Erdi İzgi
Erdi İzgi

Reputation: 1322

Creating a constructor, adding attributes and methods in the Io language

I was practicing on the Io language. Finding sources is so hard. As you know there is no class in the Io language. But we can create our classes with our needings. Anyway, let's say I want to be able to run this and create an Animal class.
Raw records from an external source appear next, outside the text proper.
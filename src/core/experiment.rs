//! Experiment branch lifecycle: create, keep, abandon and switch.
//!
//! Preconditions (experiments enabled, clean tree, currently on an experiment)
//! are checked by the caller; these functions only sequence the git steps and
//! recover from a failed merge.

use crate::core::{
    error::Result,
    git::GitRepo,
    naming::experiment_branch_name,
    runner::GitRunner,
};
use chrono::NaiveDateTime;

/// What happened to uncommitted changes carried across a switch
#[derive(Debug, Clone, PartialEq, Eq)]
pub enum StashOutcome {
    NothingStashed,
    Restored,
    /// The pop failed; the changes are still in the stash
    StillStashed(String),
}

/// Create `experiment-<name>-<timestamp>` at HEAD and switch to it
pub fn create<R: GitRunner>(repo: &GitRepo<R>, name: &str, now: NaiveDateTime) -> Result<String> {
    let branch = experiment_branch_name(name, now)?;
    repo.create_branch(&branch)?;
    log::info!("Started experiment {branch}");
    Ok(branch)
}

/// Merge the experiment into main.
///
/// On a failed merge the merge is aborted and the experiment branch is checked
/// out again before the merge error is returned.
pub fn keep<R: GitRunner>(repo: &GitRepo<R>, experiment: &str) -> Result<()> {
    let main = repo.main_branch_name()?;
    repo.switch_branch(&main)?;

    if let Err(e) = repo.merge_branch(experiment) {
        if let Err(abort) = repo.abort_merge() {
            log::warn!("Could not abort merge: {abort}");
        }
        if let Err(back) = repo.switch_branch(experiment) {
            log::warn!("Could not switch back to {experiment}: {back}");
        }
        return Err(e);
    }

    log::info!("Merged {experiment} into {main}");
    Ok(())
}

/// Switch to main and force-delete the experiment
pub fn abandon<R: GitRunner>(repo: &GitRepo<R>, experiment: &str) -> Result<()> {
    let main = repo.main_branch_name()?;
    repo.switch_branch(&main)?;
    repo.delete_branch(experiment)?;
    log::info!("Abandoned {experiment}");
    Ok(())
}

/// Switch branches, carrying uncommitted changes across through the stash
pub fn switch<R: GitRunner>(repo: &GitRepo<R>, target: &str) -> Result<StashOutcome> {
    let stashed = if repo.has_uncommitted_changes()? {
        repo.stash()?
    } else {
        false
    };

    if let Err(e) = repo.switch_branch(target) {
        if stashed {
            if let Err(pop) = repo.stash_pop() {
                log::warn!("Could not restore stashed changes: {pop}");
            }
        }
        return Err(e);
    }

    if !stashed {
        return Ok(StashOutcome::NothingStashed);
    }

    match repo.stash_pop() {
        Ok(()) => Ok(StashOutcome::Restored),
        Err(e) => {
            log::warn!("Stash pop after switching to {target} failed: {e}");
            Ok(StashOutcome::StillStashed(e.to_string()))
        }
    }
}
Animal := Class new("Animal",
    withConstructor(nameParam,
        name = nameParam
    )
    withInstanceAttribute("name", "")
    withInstanceAttribute("foodItemsEaten", 0)
    withStaticAttribute("allFoodItemsEaten", 0)
    withMethod("feed", howMuchFood,
        foodItemsEaten = foodItemsEaten + howMuchFood
        class allFoodItemsEaten = allFoodItemsEaten + howMuchFood
        "#{name} has just eaten #{howMuchFood} food items." interpolate println
    )
    withMethod("feedSummary",
        "So far #{foodItemsEaten} food items eaten by #{name} and #{class allFoodItemsEaten} in total by all dogs." interpolate println
    )
)

So I have this class structure:

Class := Object clone

Class new := method(name,                 // Meta-class constructor
    cls := Class clone
    cls __name := name                    // Name of the class
    cls __instanceProto := Object clone   // Prototype of instances - hold instance field along with their initial values
    cls __instanceProto class := cls

    call argAt(1) doInContext(cls)
    cls
)

I'm trying to add withConstructor method for example, but I can't even read the parameters.
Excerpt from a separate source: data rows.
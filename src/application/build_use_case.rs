// ============================================================
// Layer 2 — BuildUseCase
// ============================================================
// Builds the merged cloze corpus:
//
//   Step 1: Validate the configuration
//   Step 2: Load every span-type layer   (Layer 4 - data)
//   Step 3: Load/tokenize summaries      (Layer 2 - TokenizeUseCase)
//   Step 4: Align, index, extend         (Layer 4 - data)
//   Step 5: Write the merged dataset     (Layer 4 - data)
//   Step 6: Report span-type counts      (Layer 6 - infra)

use anyhow::{bail, Result};
use serde::{Deserialize, Serialize};
use std::collections::HashSet;
use std::path::PathBuf;

use crate::application::tokenize_use_case::TokenizeUseCase;
use crate::data::{
    assembler::{AssembledCorpus, CorpusAssembler},
    extender::DEFAULT_LENGTH_RATIO,
    loader::{load_layer, write_json},
    markers::EntityMarkers,
};
use crate::infra::{
    report::{log_histogram, SpanReport},
    tokenizer_store::TokenizerKind,
};

// ─── Build Configuration ─────────────────────────────────────────────────────
// Everything a run depends on. Serialisable so a run can be described
// by a JSON file (`build --config run.json`); missing keys take the
// defaults below.
#[derive(Debug, Clone, Serialize, Deserialize)]
#[serde(default)]
pub struct BuildConfig {
    pub data_dir:          String,
    pub input_name:        String,
    pub output_name:       String,
    pub cache_name:        String,
    pub report_name:       String,
    /// Ordered; must include the placeholder
    pub entity_types:      Vec<String>,
    pub placeholder:       String,
    /// Ordered; extension tries span types in this order
    pub span_types:        Vec<String>,
    pub default_span_type: String,
    pub length_ratio:      f64,
    pub tokenizer:         TokenizerKind,
    /// 0 = one thread per core
    pub threads:           usize,
    pub refresh_cache:     bool,
    pub progress:          bool,
}

impl Default for BuildConfig {
    fn default() -> Self {
        Self {
            data_dir:          "data".to_string(),
            input_name:        "corpus".to_string(),
            output_name:       "cloze_diverse_answer_span.json".to_string(),
            cache_name:        "summary_cache.json".to_string(),
            report_name:       "span_types.csv".to_string(),
            entity_types:      default_entity_types(),
            placeholder:       "PLACEHOLDER".to_string(),
            span_types:        vec!["NE".to_string(), "clause".to_string()],
            default_span_type: "NE".to_string(),
            length_ratio:      DEFAULT_LENGTH_RATIO,
            tokenizer:         TokenizerKind::default(),
            threads:           0,
            refresh_cache:     false,
            progress:          true,
        }
    }
}

pub fn default_entity_types() -> Vec<String> {
    [
        "PERSON",
        "ORGANIZATION",
        "LOCATION",
        "DATETIME",
        "QUANTITY",
        "MISCELLANEOUS",
        "PLACEHOLDER",
    ]
    .iter()
    .map(|s| s.to_string())
    .collect()
}

impl BuildConfig {
    pub fn corpus_path(&self) -> PathBuf {
        PathBuf::from(&self.data_dir).join(format!("{}.json", self.input_name))
    }

    pub fn layer_path(&self, span_type: &str) -> PathBuf {
        PathBuf::from(&self.data_dir)
            .join(format!("{}_answer_extract_{}.json", self.input_name, span_type))
    }

    pub fn output_path(&self) -> PathBuf {
        PathBuf::from(&self.data_dir).join(&self.output_name)
    }

    pub fn cache_path(&self) -> PathBuf {
        PathBuf::from(&self.data_dir).join(&self.cache_name)
    }

    pub fn report_path(&self) -> PathBuf {
        PathBuf::from(&self.data_dir).join(&self.report_name)
    }

    pub fn markers(&self) -> EntityMarkers {
        EntityMarkers::new(&self.entity_types, &self.placeholder)
    }

    pub fn validate(&self) -> Result<()> {
        if self.span_types.is_empty() {
            bail!("no span types configured");
        }
        let mut seen = HashSet::new();
        for span_type in &self.span_types {
            if !seen.insert(span_type) {
                bail!("span type '{span_type}' is configured twice");
            }
        }
        if !self.span_types.contains(&self.default_span_type) {
            bail!(
                "default span type '{}' is not in {:?}",
                self.default_span_type,
                self.span_types
            );
        }
        if self.entity_types.iter().any(|e| e.is_empty()) {
            bail!("entity types must not be empty strings");
        }
        if !self.entity_types.contains(&self.placeholder) {
            bail!(
                "placeholder '{}' must be one of the entity types {:?}",
                self.placeholder,
                self.entity_types
            );
        }
        if !self.length_ratio.is_finite() || self.length_ratio < 0.0 {
            bail!("length ratio must be a non-negative number, got {}", self.length_ratio);
        }
        Ok(())
    }
}

// ─── BuildUseCase ─────────────────────────────────────────────────────────────
pub struct BuildUseCase {
    config: BuildConfig,
}

impl BuildUseCase {
    pub fn new(config: BuildConfig) -> Self {
        Self { config }
    }

    /// Run the whole pipeline and write its outputs.
    pub fn execute(&self) -> Result<AssembledCorpus> {
        let cfg = &self.config;

        // ── Step 1: Validate ──────────────────────────────────────────────────
        cfg.validate()?;

        // ── Step 2: Load span-type layers in configured order ─────────────────
        let layers = cfg
            .span_types
            .iter()
            .map(|span_type| {
                tracing::info!("Loading span type '{}'", span_type);
                load_layer(&cfg.layer_path(span_type)).map(|ds| (span_type.clone(), ds))
            })
            .collect::<Result<Vec<_>>>()?;

        // ── Step 3: Tokenized summaries (cached) ──────────────────────────────
        let store = TokenizeUseCase::new(cfg.clone()).execute()?;

        // ── Step 4: Align, index and extend ───────────────────────────────────
        let assembler = CorpusAssembler::new(cfg.markers(), &cfg.default_span_type, cfg.length_ratio);
        let corpus    = assembler.assemble(&layers, &store)?;

        // ── Step 5: Write the merged dataset ──────────────────────────────────
        let output = cfg.output_path();
        write_json(&output, &corpus.dataset)?;
        tracing::info!(
            "Wrote {} questions to '{}'",
            corpus.dataset.qa_count(),
            output.display()
        );

        // ── Step 6: Span-type statistics ──────────────────────────────────────
        log_histogram(&corpus.histogram);
        SpanReport::new(cfg.report_path()).write(&corpus.histogram)?;

        Ok(corpus)
    }
}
Class withConstructor := method(nameParam
  self
)

I just couldn't handle it, even the constructor. It says "Class doesn't respond nameParam". The syntax is easy, but I guess I still didn't figure out the structure of the language. Any idea, similar sources, or someone who can explain it?

Upvotes: 2

Views: 274

Answers (1)

jer
jer

Reputation: 20236

To answer your question, you'll want to try: call argAt(1) doInContext(cos) where the 2nd argument you pass into that method is a do() wrapper.

Now, ignoring that, let me address the real problem here. Classes and Objects are the same thing. The only difference is that usually compilers limit what you can do with classes, and limit what you can do with instances. Io doesn't do that, it says you can treat everything as an object and use it however you want. So with this in mind, consider how Io handles inheritance. It's not how languages like Ruby would, where they inject certain methods into new objects so they can function in isolation. Io uses a method of inheritance called "differential inheritance". The way this was explained to me in 2004 was roughly this:

"Think in terms of elephants. Everyone knows that an elephant is large, grey, has 4 legs, ears, and a trunk. So if someone asks you what Dumbo looks like, you might say, 'Dumbo is a short elephant, with big floppy ears that wears a bow and can fly.' You don't have to tell them everything an elephant is made of to describe Dumbo, we know that because we know Dumbo is an elephant and Dumbo's own attributes override what an elephant has"

This means, your static variable you can simply treat it like a normal "instance variable", and just don't write to it in any instances. If you do, it'll keep that overwritten value. There's no such thing as private scope in Io, but you can somewhat fake it with external storage if you absolutely need things to be private. Io falls more on the "if you know what you're doing, feel free to shoot yourself in the foot" side of programming languages.